__Your objective__
Give the number of lines in the material below that contain the word "format". No other content is needed.

(Beginning of Records for this task)

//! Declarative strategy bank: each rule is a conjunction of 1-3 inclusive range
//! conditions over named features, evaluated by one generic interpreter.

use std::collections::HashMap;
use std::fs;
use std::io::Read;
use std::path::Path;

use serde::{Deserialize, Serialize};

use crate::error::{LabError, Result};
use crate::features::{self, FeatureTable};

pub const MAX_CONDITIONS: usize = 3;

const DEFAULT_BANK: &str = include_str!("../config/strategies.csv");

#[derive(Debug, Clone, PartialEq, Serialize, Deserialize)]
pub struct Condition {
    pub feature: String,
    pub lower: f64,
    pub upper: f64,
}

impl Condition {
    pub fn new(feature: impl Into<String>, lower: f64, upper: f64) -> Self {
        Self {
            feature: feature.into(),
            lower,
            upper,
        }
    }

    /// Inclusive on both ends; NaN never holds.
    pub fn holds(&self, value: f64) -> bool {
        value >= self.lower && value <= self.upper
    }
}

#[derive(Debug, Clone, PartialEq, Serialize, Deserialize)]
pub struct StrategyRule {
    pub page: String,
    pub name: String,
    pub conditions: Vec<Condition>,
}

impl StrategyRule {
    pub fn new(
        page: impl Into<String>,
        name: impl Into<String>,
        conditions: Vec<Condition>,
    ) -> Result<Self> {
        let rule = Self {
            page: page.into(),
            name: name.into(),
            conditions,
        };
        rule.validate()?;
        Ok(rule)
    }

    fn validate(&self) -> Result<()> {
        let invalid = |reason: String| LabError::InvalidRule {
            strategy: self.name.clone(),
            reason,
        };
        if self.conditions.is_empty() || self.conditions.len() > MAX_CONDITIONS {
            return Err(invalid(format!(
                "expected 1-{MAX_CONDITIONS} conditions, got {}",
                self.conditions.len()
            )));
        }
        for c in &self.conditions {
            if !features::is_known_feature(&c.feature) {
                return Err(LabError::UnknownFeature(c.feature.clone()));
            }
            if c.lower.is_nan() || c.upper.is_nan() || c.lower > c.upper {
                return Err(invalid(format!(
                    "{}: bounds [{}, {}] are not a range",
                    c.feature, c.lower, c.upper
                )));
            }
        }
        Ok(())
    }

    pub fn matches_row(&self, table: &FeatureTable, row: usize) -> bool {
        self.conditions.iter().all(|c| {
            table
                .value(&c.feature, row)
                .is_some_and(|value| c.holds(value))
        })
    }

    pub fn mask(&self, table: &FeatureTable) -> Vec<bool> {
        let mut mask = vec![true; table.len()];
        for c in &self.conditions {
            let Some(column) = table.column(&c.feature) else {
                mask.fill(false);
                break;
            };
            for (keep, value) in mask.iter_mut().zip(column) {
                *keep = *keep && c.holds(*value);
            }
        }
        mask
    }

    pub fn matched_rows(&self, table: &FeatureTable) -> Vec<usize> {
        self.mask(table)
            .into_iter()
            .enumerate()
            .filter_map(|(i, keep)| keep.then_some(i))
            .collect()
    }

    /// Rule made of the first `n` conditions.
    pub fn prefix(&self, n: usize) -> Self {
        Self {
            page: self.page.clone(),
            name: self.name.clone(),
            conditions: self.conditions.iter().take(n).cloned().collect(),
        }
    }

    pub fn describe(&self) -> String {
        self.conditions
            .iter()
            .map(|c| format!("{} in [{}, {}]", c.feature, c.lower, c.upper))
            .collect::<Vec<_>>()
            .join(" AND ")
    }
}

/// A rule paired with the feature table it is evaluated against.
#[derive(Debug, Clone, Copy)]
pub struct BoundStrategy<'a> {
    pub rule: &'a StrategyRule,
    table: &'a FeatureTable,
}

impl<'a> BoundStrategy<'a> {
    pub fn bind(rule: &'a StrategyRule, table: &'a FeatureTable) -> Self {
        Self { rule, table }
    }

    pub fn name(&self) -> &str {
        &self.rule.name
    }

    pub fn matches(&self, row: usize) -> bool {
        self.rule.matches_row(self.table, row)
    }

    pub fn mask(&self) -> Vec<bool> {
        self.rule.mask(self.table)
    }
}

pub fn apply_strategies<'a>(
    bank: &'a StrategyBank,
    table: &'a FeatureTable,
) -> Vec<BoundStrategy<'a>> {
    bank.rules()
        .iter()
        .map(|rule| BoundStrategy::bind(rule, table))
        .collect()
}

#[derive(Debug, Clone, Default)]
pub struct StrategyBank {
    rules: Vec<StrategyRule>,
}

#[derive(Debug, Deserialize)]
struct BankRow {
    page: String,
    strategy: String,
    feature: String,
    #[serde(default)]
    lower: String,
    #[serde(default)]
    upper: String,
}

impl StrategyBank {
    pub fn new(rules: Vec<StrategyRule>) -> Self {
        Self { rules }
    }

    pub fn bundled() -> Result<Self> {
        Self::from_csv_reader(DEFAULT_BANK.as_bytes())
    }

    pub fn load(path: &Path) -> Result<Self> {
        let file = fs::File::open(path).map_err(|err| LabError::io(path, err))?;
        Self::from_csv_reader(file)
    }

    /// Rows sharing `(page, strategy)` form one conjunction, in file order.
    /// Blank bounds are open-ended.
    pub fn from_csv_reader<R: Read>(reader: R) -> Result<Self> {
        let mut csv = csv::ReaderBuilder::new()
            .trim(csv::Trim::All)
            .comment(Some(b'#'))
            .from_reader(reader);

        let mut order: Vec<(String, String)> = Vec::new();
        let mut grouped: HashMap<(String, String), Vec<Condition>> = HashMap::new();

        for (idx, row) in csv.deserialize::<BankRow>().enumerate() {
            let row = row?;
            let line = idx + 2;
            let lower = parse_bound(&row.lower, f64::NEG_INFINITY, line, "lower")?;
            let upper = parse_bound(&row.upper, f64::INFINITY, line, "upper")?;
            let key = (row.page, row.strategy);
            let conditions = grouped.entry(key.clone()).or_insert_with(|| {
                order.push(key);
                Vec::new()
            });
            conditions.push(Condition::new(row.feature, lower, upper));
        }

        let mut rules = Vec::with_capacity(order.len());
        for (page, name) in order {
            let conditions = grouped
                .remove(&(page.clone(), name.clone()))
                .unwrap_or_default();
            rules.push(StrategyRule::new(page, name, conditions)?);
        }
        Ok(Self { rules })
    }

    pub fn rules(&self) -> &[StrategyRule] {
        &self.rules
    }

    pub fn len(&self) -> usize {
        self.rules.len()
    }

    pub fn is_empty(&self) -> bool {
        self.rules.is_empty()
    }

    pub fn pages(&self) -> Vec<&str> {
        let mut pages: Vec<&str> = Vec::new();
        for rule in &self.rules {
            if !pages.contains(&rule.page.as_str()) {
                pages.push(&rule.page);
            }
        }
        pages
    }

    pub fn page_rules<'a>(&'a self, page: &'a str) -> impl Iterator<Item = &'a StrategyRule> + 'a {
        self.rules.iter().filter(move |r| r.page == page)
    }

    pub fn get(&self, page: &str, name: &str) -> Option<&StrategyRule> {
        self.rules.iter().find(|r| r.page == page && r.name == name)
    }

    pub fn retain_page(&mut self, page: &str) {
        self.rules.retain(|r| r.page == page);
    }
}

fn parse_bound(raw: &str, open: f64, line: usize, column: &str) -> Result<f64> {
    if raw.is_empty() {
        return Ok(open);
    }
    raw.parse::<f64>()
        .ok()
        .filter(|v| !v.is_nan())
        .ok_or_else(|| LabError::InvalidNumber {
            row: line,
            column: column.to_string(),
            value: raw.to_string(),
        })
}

(End of Records for this task)

__Exercise solution__
3